SOUTH EAST ASIA IN ANOTHER LIGHT-Part 2

Rituals of Remembrance in Laos Land

By A. S. Agcaoili, Ph.D.


Of the 11 South East Asian countries participating in the SEA Games, Lao is one of the quietest, sometimes unheard of, and not even whimpering nor whining even if the other bigger countries are boisterous and guarding so fiercely their claims to glory and honor.

Lao is referred in pop history as the land of a thousand elephants.

The elephant, as is the case with the other countries that is shares borders with such as Burma, Cambodia, China, Thailand, and Vietnam, is a ubiquitous symbol and icon of Laotian life.

Lao, of course, is Lao People’s Democratic Republic, officially a communist state.

For more than 600 hundred years ruled by a monarchy, the Communist Pathet Lao in 1975 forced the monarch to close shop and end their centuries of ruling over a mixture of upland and lowland Laotians, some Vietnamese, and some Chinese.
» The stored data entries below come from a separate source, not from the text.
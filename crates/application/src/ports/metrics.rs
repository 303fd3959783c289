use async_trait::async_trait;
use serde::Serialize;

use courier_domain::Result;

/// Notification row counts per status.
#[derive(Debug, Clone, Copy, Default, Serialize)]
pub struct NotificationStats {
    pub pending: i64,
    pub queued: i64,
    pub sent: i64,
    pub failed: i64,
    pub total: i64,
}

/// Read-side metrics for the `/metrics` endpoint.
#[async_trait]
pub trait MetricsProvider: Send + Sync {
    async fn notification_stats(&self) -> Result<NotificationStats>;
}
Occupied by France, the country gained its independence from French rule in 1949.

Today, because of this mixture of historical events, the country lists as its spoken languages the following: Lao, French, and English. Other languages from the various ethnic groups are spoken in this country.

My encounter with Lao is through my reading of the Dhammapada, a Buddhist text that has played a huge role in the education of a Laotian.

Lao, aside from its animist cultural heritage, is fundamentally Buddhist.

The Dhammapada says: “Mind is the most important thing. It is the source of all actions. If we act or speak with an impure mind, we suffer. But if we act of speak with a clean mind, then we shall be happy.”

As I planned my excursion into the SEA literary scene, I encountered many writers including T. C. Huo.

Huo has written two novels: A Thousand Wings and Land of Smiles—both documenting the uniqueness of what could be understood, in tropic terms, as the Loatian mind informed and shaped by animist and Buddhist thought.

The big characters in the novels are Laotian, with A Thousand Wings discoursing about the possibilities of love and finding it while Land of Smiles documents the trials and tribulations of the exodus of Laotians from the land of smiles.

Laotian life is like a Philippine rural set-up, with the laid-back life, with the hours waiting for the men and women coming from their farms.

For Laos is a farming country.

A country of valleys and plains and mountains—and a country suffused with the rituals of everyday rural life as well as the ritual of remembrance of the beautiful past, that past that is pure because it is thought of by the pure mind.

We remember here the everyday art that is as living as the next Loatian dreaming of the good life: the verbal jousts that reminds you of bukanegan, the balagtasan, or the crisotan.

We remember the Laotian songs and poems: spontaneous, lyrical, and entertaining, with the lam or khap, the love poems even set to music.

All night long you can expect the lam to go on and on—and the music and the merriments going on and on as well.

This celebration that is both cerebration and communal cohesion could last for three days.

By 1986, the Laotian government began a long process of what it called decentralization. In this, private enterprise played a role despite the official status of Laos as a communist state.

This decentralization spurred the growth of the Laotian economy that has, for many years, yielded four of every ten Laotians in the poverty line.